Podemos a princípio identificar um funcionamento com falhas em habilidades sociais (dificuldade em fazer amizades ou ter relacionamentos afetivos, em se entrosar numa roda social, em manter conversas frívolas, em sustentar contato visual durante uma conversa, em compreender piadas, sarcasmos, ter um tom de voz mais monótono, um vocabulário mais rebuscado etc.), eventualmente apresentando momentos de esgotamento diante de demandas sociais; um padrão de comportamentos rígidos e repetitivos (tendência à mesmice, dificuldade com mudanças de rotina, ansiedade diante de situações imprevisíveis, perfil mais sistemático, metódico, apego excessivo à regras); uma maior sensibilidade sensorial (incômodo com barulhos, com toque, com determinados tipos de roupas, até uma seletividade alimentar). Se a pessoa preencher todos os “checks” para as listas de sintomas, ela terá o diagnóstico de TEA? Não! Para a investigação diagnóstica, faremos certamente mais de uma consulta, abordando tanto o padrão de funcionamento atual e as dificuldades enfrentadas, quanto toda a história de vida, lembrando que os sinais do TEA precisam estar presentes, mesmo que em graus variados, desde a primeira infância. Para isso será primordial a conversa com familiares, acesso a vídeos/fotos, relatos escolares. Além disso, é fundamental a avaliação diagnóstica multidisciplinar, com psicólogos (em geral neuropsicologia), com terapeutas ocupacionais e com fonoaudiólogos. Quando enfim chegamos a uma conclusão diagnóstica, precisamos entender que função isso terá na vida daquela pessoa, qual será o impacto na sua individualidade e como cuidar das dificuldades a partir de então. E se não for TEA? Em geral os principais diagnósticos diferenciais são os transtornos de personalidade (obsessivo-compulsivo, evitativo, esquizóide, esquizotípico), a fobia social, os transtornos de linguagem, a esquizofrenia com predomínio de sintomas negativos, quadros de humor graves e prolongados desde a infância/adolescência, ressaltando que pode ocorrer a sobreposição de diagnósticos (as comorbidades).

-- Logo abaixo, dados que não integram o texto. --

//! Core types and traits for Linkage
//!
//! This crate defines the foundational types used throughout the system:
//! - ContactId: Store-assigned, monotonically increasing contact identifier
//! - Contact / NewContact: Persisted and not-yet-persisted contact records
//! - Precedence: Primary or secondary standing of a contact
//! - StoreKey: Versioned units of the store (rows and lookup keys)
//! - Timestamp: Microsecond-precision creation/update times
//! - Error: LinkageError hierarchy
//! - Traits: ContactStore (backend) and ContactRepository (transactional view)
//! - Contract: Inbound request and outbound response shapes

#![warn(missing_docs)]
#![warn(clippy::all)]

pub mod contract;
pub mod error;
pub mod timestamp;
pub mod traits;
pub mod types;

pub use contract::{IdentifyRequest, IdentifyResponse, IdentityView};
pub use error::{LinkageError, LinkageResult};
pub use timestamp::Timestamp;
pub use traits::{ContactRepository, ContactStore, LookupSnapshot};
pub use types::{Contact, ContactId, NewContact, Precedence, StoreKey, VersionedContact};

Nos últimos anos tenho percebido maior resistência das pessoas que buscam o diagnóstico de TEA e não encontram, como se estivessem sendo invalidadas. A mim parece que isso só tem cabimento diante do fenômeno instantâneo da “glamourização” cultural de um diagnóstico, que logo cairá no esquecimento (provavelmente dando lugar para outro rótulo momentâneo). O que me preocupa é a grande fragilidade e dificuldade de encarar os problemas com o nome que lhes cabe. O que me preocupa são as diversas famílias que lidam e lutam cotidianamente pela dignidade, reconhecimento e pertencimento das pessoas que de fato são autistas.